Boston Marathon Trivia, or Things You (Probably) Didn’t Know About the Big Race

Like so many New England sports traditions, the Boston Marathon is surrounded by lore and legend.

Boston Marathon, circa 1930. Photo courtesy Boston Public Library, Leslie Jones collection.

Boston Marathon, circa 1930. Photo courtesy Boston Public Library, Leslie Jones collection.

What Bostonian doesn’t know about Heartbreak Hill, Johnny Kelley and Rosie Ruiz?

But a few things can escape a fan’s attention, especially when the event has hosted hundreds of thousands of runners over its 122 years.

Boston Marathon Facts

Here are seven things you may not know about the big race:

  • Tarzan Brown wouldn’t have run the 1939 Boston Marathon if someone hadn’t given him a dollar. The chronically unemployed runner showed up in Hopkinton without the $1 entrance fee. Walter Brown, who fired the starting gun, gave the Narragansett the dollar. Tarzan Brown won the race.
  • There were two Johnny Kelleys, Johnny Kelley the Elder and John J. Kelley the Younger, the Boston Marathon’s Connecticut connection. Johnny Kelley, born in Norwich, Conn., won the Boston Marathon in 1957. He became a successful running coach at Fitch High School in Groton, Conn., where he coached the 1968 Boston Marathon winter, Amby Burfoot. Burfoot roomed with Bill Rodgers, four-time Marathon winner, at Wesleyan University in Middletown, Conn. Rodgers, born in Hartford, invited runner Greg Meyer to move to Boston, where Meyer won the Marathon in 1983.
  • Prize money wasn’t awarded until 1986, due to the sponsorship of John Hancock Financial Services.
  • Clarence DeMar won seven Boston Marathons despite a five-year layoff on his doctor’s advice. His doctor detected a slight heart murmur and advised him to stop running because, he believed, running weakened the heart. DeMar’s doctor wasn’t alone in believing that running was dangerous. For many years the marathon required a pre-race physical, and doctors decided whether runners were fit to race. In 1958, three runners declared unfit finished in the top 10. Medical science has advanced since then.

Choice Epithets

  • Roberta ‘Bobbi’ Gibb was the first woman to run the entire Boston Marathon. She was a spiritualist who discovered inner peace while running up to 40 miles a day. In 1966 she put on a black bathing suit and her brother’s big Bermuda shorts and hid in the bushes near the start. She finished in three hours, 21 minutes and 40 seconds. The crowd cheered her wildly along the way, but not everyone approved. Celtics coach Red Auerbach was perplexed. “I can’t get guys to run around the floor and a small broad goes out there and runs a marathon,” Auerbach said. “I don’t know what the world is coming to.”
  • The Boston Marathon for many years was run by two old friends, Will Cloney, a sportswriter, and Jock Semple, a trainer for the Celtics and Bruins.

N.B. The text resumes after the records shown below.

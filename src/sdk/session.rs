use std::sync::Arc;
use thiserror::Error;

use super::address::{
    AddressCandidate, AddressError, AddressLookup, AddressResolver, DawaClient, Resolution,
};
use super::aggregator::{sort_for_display, ResultAggregator};
use super::config::FinderConfig;
use super::hospitals::{Hospital, HospitalDirectory};
use super::routing::{Coord, RemoteOrsProvider, RouteGeometry, RoutingClient, RoutingError, RoutingProvider};
use super::util::rate_limit::ors_limiter;

#[derive(Error, Debug)]
pub enum SetupError {
    #[error("Failed to build routing provider: {0}")]
    Routing(#[from] RoutingError),

    #[error("Failed to build address lookup: {0}")]
    Address(#[from] AddressError),
}

/// Everything the user has chosen so far, plus what is currently on screen.
#[derive(Debug, Clone, Default)]
pub struct SelectionState {
    pub origin: Option<Coord>,
    pub origin_label: Option<String>,
    /// Empty means no filter.
    pub specialty: String,
    pub selected: Option<String>,
    pub hovered: Option<String>,
    pub route: Option<Arc<RouteGeometry>>,
    pub candidates: Vec<AddressCandidate>,
    /// Published list, in dataset order.
    pub hospitals: Vec<Hospital>,
}

/// One user's interaction with the finder.
pub struct FinderSession {
    resolver: AddressResolver,
    aggregator: ResultAggregator,
    routing: Arc<RoutingClient>,
    state: SelectionState,
}

impl FinderSession {
    pub fn new(
        lookup: Arc<dyn AddressLookup>,
        provider: Arc<dyn RoutingProvider>,
        directory: Arc<HospitalDirectory>,
        config: &FinderConfig,
    ) -> Self {
        let routing = Arc::new(RoutingClient::new(provider));
        let state = SelectionState {
            hospitals: directory.all().to_vec(),
            ..SelectionState::default()
        };
        Self {
            resolver: AddressResolver::new(lookup, config.debounce),
            aggregator: ResultAggregator::new(directory, Arc::clone(&routing)),
            routing,
            state,
        }
    }

    /// Wires the DAWA and OpenRouteService HTTP clients from `config`.
    pub fn from_config(
        config: &FinderConfig,
        directory: Arc<HospitalDirectory>,
    ) -> Result<Self, SetupError> {
        let lookup = DawaClient::new(config.dawa_base_url.clone(), config.http_timeout)?;
        let provider = RemoteOrsProvider::new(
            config.ors_api_key.clone(),
            config.ors_base_url.clone(),
            config.http_timeout,
            ors_limiter(config.ors_requests_per_minute),
        )?;
        Ok(Self::new(Arc::new(lookup), Arc::new(provider), directory, config))
    }

    pub fn state(&self) -> &SelectionState {
        &self.state
    }

    /// Runs one debounced lookup; the candidate list only changes if this
    /// query is still the latest when its answer arrives.
    pub async fn search_address(&mut self, query: &str) -> &[AddressCandidate] {
        match self.resolver.resolve(query).await {
            Resolution::Candidates(candidates) => self.state.candidates = candidates,
            Resolution::Superseded => {}
        }
        &self.state.candidates
    }

    /// Commits candidate `index` as the origin. Returns the new origin, or
    /// `None` if there is no such candidate.
    pub async fn select_candidate(&mut self, index: usize) -> Option<Coord> {
        if index >= self.state.candidates.len() {
            log::warn!(
                "No address candidate #{} ({} available)",
                index,
                self.state.candidates.len()
            );
            return None;
        }
        let candidate = self.state.candidates.swap_remove(index);
        self.state.candidates.clear();
        log::info!("Origin set to {} {:?}", candidate.text, candidate.coordinate);
        self.state.origin_label = Some(candidate.text);
        self.set_origin(Some(candidate.coordinate)).await;
        Some(candidate.coordinate)
    }

    pub async fn set_origin(&mut self, origin: Option<Coord>) {
        self.state.origin = origin;
        if origin.is_none() {
            self.state.origin_label = None;
        }
        // The drawn route belongs to the previous origin.
        self.state.route = None;
        self.state.hovered = None;
        self.refresh().await;
    }

    pub async fn set_specialty(&mut self, specialty: &str) {
        self.state.specialty = specialty.trim().to_string();
        self.refresh().await;

        if let Some(id) = &self.state.selected {
            if !self.state.hospitals.iter().any(|h| &h.id == id) {
                self.state.selected = None;
            }
        }
    }

    async fn refresh(&mut self) {
        let origin = self.state.origin;
        let hospitals = match self.aggregator.recompute(origin, &self.state.specialty).await {
            Some(hospitals) => hospitals,
            // Never keep metrics computed for another origin.
            None => self.aggregator.directory().with_specialty(&self.state.specialty),
        };
        log::info!(
            "{} hospitals for specialty {:?}{}",
            hospitals.len(),
            self.state.specialty,
            if origin.is_some() { " with travel times" } else { "" }
        );
        self.state.hospitals = hospitals;
    }

    /// Shows the route to the hovered hospital. Without an origin, or when the
    /// pointer leaves the list, the route is cleared and nothing is requested.
    pub async fn hover_hospital(&mut self, id: Option<&str>) -> Option<Arc<RouteGeometry>> {
        self.state.hovered = id.map(str::to_string);

        let target = id.and_then(|id| self.state.hospitals.iter().find(|h| h.id == id));
        let (Some(origin), Some(hospital)) = (self.state.origin, target) else {
            self.state.route = None;
            return None;
        };

        let destination = hospital.coordinates;
        self.state.route = self.routing.get_route(origin, destination).await;
        self.state.route.clone()
    }

    /// Marks a hospital as selected; unknown ids clear the selection.
    pub fn select_hospital(&mut self, id: Option<&str>) -> Option<&Hospital> {
        let found = id.and_then(|id| self.state.hospitals.iter().find(|h| h.id == id));
        self.state.selected = found.map(|h| h.id.clone());
        found
    }

    /// The published list in display order.
    pub fn displayed(&self) -> Vec<Hospital> {
        let mut hospitals = self.state.hospitals.clone();
        sort_for_display(&mut hospitals);
        hospitals
    }

    /// Results are only meaningful once both an origin and a specialty are chosen.
    pub fn results_ready(&self) -> bool {
        self.state.origin.is_some() && !self.state.specialty.is_empty()
    }
}
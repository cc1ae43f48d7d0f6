use serde::Deserialize;
use thiserror::Error;

/// Body of an ORS failure: `{"error": {"code": 2010, "message": "..."}}`.
#[derive(Deserialize, Debug)]
struct ErrorBody {
    error: ErrorDetail,
}

#[derive(Deserialize, Debug)]
struct ErrorDetail {
    code: u32,
    #[serde(default)]
    message: String,
}

/// ORS codes meaning "nothing to route", as opposed to a broken request.
const ROUTE_NOT_FOUND: u32 = 2009;
const POINT_NOT_FOUND: u32 = 2010;

#[derive(Error, Debug)]
pub enum RoutingError {
    #[error("API Error (Code {code}): {message}")]
    ApiError { code: u32, message: String },

    // A fallback for when we get an error that isn't in the expected JSON format
    #[error("Unstructured API Error (HTTP {status}): {body}")]
    RawApiError { status: u16, body: String },

    #[error("Underlying request failed: {0}")]
    RequestError(#[from] reqwest::Error),

    #[error("Failed to parse JSON response: {0}")]
    ParseError(#[from] serde_json::Error),

    #[error("Malformed response: {0}")]
    Malformed(String),
}

impl RoutingError {
    /// Builds the error for a non-success response body.
    pub fn from_response(status: u16, body: String) -> Self {
        match serde_json::from_str::<ErrorBody>(&body) {
            Ok(payload) => RoutingError::ApiError {
                code: payload.error.code,
                message: payload.error.message,
            },
            Err(_) => RoutingError::RawApiError { status, body },
        }
    }

    /// True when the provider answered but found no route between the points.
    pub fn is_no_route(&self) -> bool {
        matches!(
            self,
            RoutingError::ApiError { code, .. } if *code == ROUTE_NOT_FOUND || *code == POINT_NOT_FOUND
        )
    }
}
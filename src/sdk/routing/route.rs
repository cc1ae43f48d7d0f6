use serde::{Deserialize, Serialize};

use super::cache::Coord;

/// Distance (meters) and duration (seconds) for one origin/destination pair.
#[derive(Debug, Clone, Copy, PartialEq, Serialize, Deserialize)]
pub struct RouteMetrics {
    pub distance: f64,
    pub duration: f64,
    /// Set when the values are placeholders produced after a provider failure.
    #[serde(default, skip_serializing_if = "std::ops::Not::not")]
    pub estimated: bool,
}

impl RouteMetrics {
    pub fn new(distance: f64, duration: f64) -> Self {
        Self {
            distance,
            duration,
            estimated: false,
        }
    }
}

/// A drivable path between two points, with its totals.
#[derive(Debug, Clone, PartialEq, Serialize, Deserialize)]
pub struct RouteGeometry {
    pub coordinates: Vec<Coord>,
    pub distance: f64,
    pub duration: f64,
}
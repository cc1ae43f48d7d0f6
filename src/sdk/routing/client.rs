use rand::Rng;
use std::ops::Range;
use std::sync::Arc;

use super::cache::{matrix_key, pair_key, Coord, RouteCache};
use super::route::{RouteGeometry, RouteMetrics};
use super::service::RoutingProvider;

pub const PLACEHOLDER_DISTANCE_M: Range<f64> = 10_000.0..60_000.0;
pub const PLACEHOLDER_DURATION_S: Range<f64> = 600.0..4_200.0;

/// Stand-in metrics used when the provider cannot answer, flagged as estimated.
pub fn placeholder_metrics<R: Rng>(rng: &mut R) -> RouteMetrics {
    RouteMetrics {
        distance: rng.gen_range(PLACEHOLDER_DISTANCE_M),
        duration: rng.gen_range(PLACEHOLDER_DURATION_S),
        estimated: true,
    }
}

fn placeholders(count: usize) -> Vec<RouteMetrics> {
    let mut rng = rand::thread_rng();
    (0..count).map(|_| placeholder_metrics(&mut rng)).collect()
}

fn fill_unreachable(row: Vec<Option<RouteMetrics>>) -> Vec<RouteMetrics> {
    let mut rng = rand::thread_rng();
    row.into_iter()
        .map(|cell| cell.unwrap_or_else(|| placeholder_metrics(&mut rng)))
        .collect()
}

/// Caching front for a [`RoutingProvider`]. Never fails: provider errors are
/// logged and turned into placeholder metrics or an absent route.
pub struct RoutingClient {
    provider: Arc<dyn RoutingProvider>,
    cache: RouteCache,
}

impl RoutingClient {
    pub fn new(provider: Arc<dyn RoutingProvider>) -> Self {
        Self {
            provider,
            cache: RouteCache::new(),
        }
    }

    pub fn cache(&self) -> &RouteCache {
        &self.cache
    }

    /// One metric per destination, `result[i]` belonging to `destinations[i]`.
    pub async fn get_route_metrics(
        &self,
        origin: Coord,
        destinations: &[Coord],
    ) -> Arc<Vec<RouteMetrics>> {
        if destinations.is_empty() {
            return Arc::new(Vec::new());
        }

        let key = matrix_key(origin, destinations);
        if let Some(metrics) = self.cache.get_metrics(&key) {
            log::debug!("[CACHE HIT] matrix {:?} -> {} destinations", origin, destinations.len());
            return metrics;
        }

        match self.provider.matrix(origin, destinations).await {
            Ok(row) => {
                let unreachable = row.iter().filter(|m| m.is_none()).count();
                if unreachable == 0 {
                    return self.cache.insert_metrics(key, fill_unreachable(row));
                }
                // Rows with estimates stay out of the cache so the next call asks again.
                log::warn!(
                    "{} of {} destinations unreachable from {:?}, using estimates",
                    unreachable,
                    row.len(),
                    origin
                );
                Arc::new(fill_unreachable(row))
            }
            Err(err) => {
                log::error!("Matrix request failed from {:?}: {}", origin, err);
                log::warn!(
                    "Using estimated metrics for {} destinations",
                    destinations.len()
                );
                Arc::new(placeholders(destinations.len()))
            }
        }
    }

    /// Road route between two points, or `None` when there is none to show.
    pub async fn get_route(&self, origin: Coord, destination: Coord) -> Option<Arc<RouteGeometry>> {
        let key = pair_key(origin, destination);
        if let Some(route) = self.cache.get_route(&key) {
            log::debug!("[CACHE HIT] route {}", key);
            return Some(route);
        }

        match self.provider.directions(origin, destination).await {
            Ok(Some(route)) => Some(self.cache.insert_route(key, route)),
            Ok(None) => {
                log::warn!("No route found for {}", key);
                None
            }
            Err(err) if err.is_no_route() => {
                log::warn!("No route found for {}: {}", key, err);
                None
            }
            Err(err) => {
                log::error!("Directions request failed for {}: {}", key, err);
                None
            }
        }
    }
}
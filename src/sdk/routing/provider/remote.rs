use super::types::{DirectionsResponse, MatrixRequest, MatrixResponse};
use crate::sdk::routing::cache::Coord;
use crate::sdk::routing::error::RoutingError;
use crate::sdk::routing::route::{RouteGeometry, RouteMetrics};
use crate::sdk::routing::service::RoutingProvider;
use crate::sdk::util::rate_limit::Limiter;
use async_trait::async_trait;
use reqwest::header::ACCEPT;
use reqwest::Client;
use std::time::Duration;

const PROFILE: &str = "driving-car";

/// OpenRouteService over HTTP (hosted or self-hosted, depending on `base_url`).
pub struct RemoteOrsProvider {
    client: Client,
    api_key: String,
    base_url: String,
    limiter: Limiter,
}

impl RemoteOrsProvider {
    pub fn new(
        api_key: String,
        base_url: String,
        timeout: Duration,
        limiter: Limiter,
    ) -> Result<Self, RoutingError> {
        Ok(Self {
            client: Client::builder().timeout(timeout).build()?,
            api_key,
            base_url: base_url.trim_end_matches('/').to_string(),
            limiter,
        })
    }

    /// Reads the body, turning a non-success status into a [`RoutingError`].
    async fn read_body(&self, url: &str, response: reqwest::Response) -> Result<String, RoutingError> {
        let status = response.status();
        let text = response.text().await?;

        if !status.is_success() {
            log::error!(
                "API returned non-success status: {}. URL: {}\nBody: {}",
                status,
                url,
                text
            );
            return Err(RoutingError::from_response(status.as_u16(), text));
        }
        Ok(text)
    }
}

fn metrics_row(response: MatrixResponse, expected: usize) -> Result<Vec<Option<RouteMetrics>>, RoutingError> {
    let distances = response
        .distances
        .into_iter()
        .next()
        .ok_or_else(|| RoutingError::Malformed("matrix has no distance row".to_string()))?;
    let durations = response
        .durations
        .into_iter()
        .next()
        .ok_or_else(|| RoutingError::Malformed("matrix has no duration row".to_string()))?;

    if distances.len() != expected || durations.len() != expected {
        return Err(RoutingError::Malformed(format!(
            "expected {} destinations, got {} distances and {} durations",
            expected,
            distances.len(),
            durations.len()
        )));
    }

    Ok(distances
        .into_iter()
        .zip(durations)
        .map(|cell| match cell {
            (Some(distance), Some(duration)) => Some(RouteMetrics::new(distance, duration)),
            _ => None,
        })
        .collect())
}

#[async_trait]
impl RoutingProvider for RemoteOrsProvider {
    async fn matrix(
        &self,
        origin: Coord,
        destinations: &[Coord],
    ) -> Result<Vec<Option<RouteMetrics>>, RoutingError> {
        self.limiter.until_ready().await;
        let url = format!("{}/v2/matrix/{}", self.base_url, PROFILE);
        let body = MatrixRequest::new(origin, destinations);
        log::debug!(
            "[PROVIDER] Calling matrix for {:?} -> {} destinations",
            origin,
            destinations.len()
        );

        let response = self
            .client
            .post(&url)
            .query(&[("api_key", self.api_key.as_str())])
            .header(ACCEPT, "application/json")
            .json(&body)
            .send()
            .await
            .map_err(|e| {
                log::error!("Failed to send matrix request. URL: {}\nError: {}", url, e);
                e
            })?;

        let text = self.read_body(&url, response).await?;
        let matrix: MatrixResponse = serde_json::from_str(&text).map_err(|e| {
            log::error!("Failed to parse MatrixResponse. Error: {}. Body: {}", e, text);
            e
        })?;

        metrics_row(matrix, destinations.len())
    }

    async fn directions(
        &self,
        start: Coord,
        end: Coord,
    ) -> Result<Option<RouteGeometry>, RoutingError> {
        self.limiter.until_ready().await;
        let url = format!("{}/v2/directions/{}", self.base_url, PROFILE);
        let start_param = format!("{},{}", start.0, start.1);
        let end_param = format!("{},{}", end.0, end.1);
        log::debug!(
            "[PROVIDER] Calling directions for {:?} -> {:?}",
            start,
            end
        );

        let response = self
            .client
            .get(&url)
            .query(&[
                ("api_key", self.api_key.as_str()),
                ("start", start_param.as_str()),
                ("end", end_param.as_str()),
            ])
            .header(ACCEPT, "application/json, application/geo+json")
            .send()
            .await
            .map_err(|e| {
                log::error!("Failed to send directions request. URL: {}\nError: {}", url, e);
                e
            })?;

        let text = self.read_body(&url, response).await?;
        let directions: DirectionsResponse = serde_json::from_str(&text).map_err(|e| {
            log::error!("Failed to parse DirectionsResponse. Error: {}. Body: {}", e, text);
            e
        })?;

        directions.into_geometry()
    }
}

Semple had a penchant for physically attacking non-serious runners. In 1959 he chased a runner wearing a clown mask, tackled him from behind and beat him until police pulled him off. “He hurls not only his body at them, but also a rather choice array of epithets,” Cloney said. “Jock’s method of attack is apt to vary.” In 1967, before women could run officially, Kathrine Switzer evaded Semple’s radar by entering under “K. V. Switzer.” When he discovered a woman running the marathon, he tried to rip her number off. “Get the hell out of my race and give me those numbers,” he shouted, according to Switzer. Her boyfriend shoved Semple out of the way, but photos of Semple grabbing Switzer’s numbers made world news.

One Beer, One Cigar

  • Gerard Cote, the ‘fabulous Frenchman,’ wouldn’t talk to reporters immediately after winning the race in 1948. He told them, “Gentlemens, gentlemens! One beer! One cigar! Then we talk about the race, eh!” He won three other Boston Marathons, in 1940, 1943 and 1944.

BONUS ITEM: Thanks to reader Don Mathesen, we’re adding “The Run for the Hoses.” One hour before the noon start in 1976, the temperature reached an unseasonable 100 degrees. Race fans sprayed water from garden hoses on the runners to cool them off. Jack Fultz, a Georgetown University graduate student, first crossed the finish line — sopping wet — that year.

This story about the Boston Marathon was updated in 2021.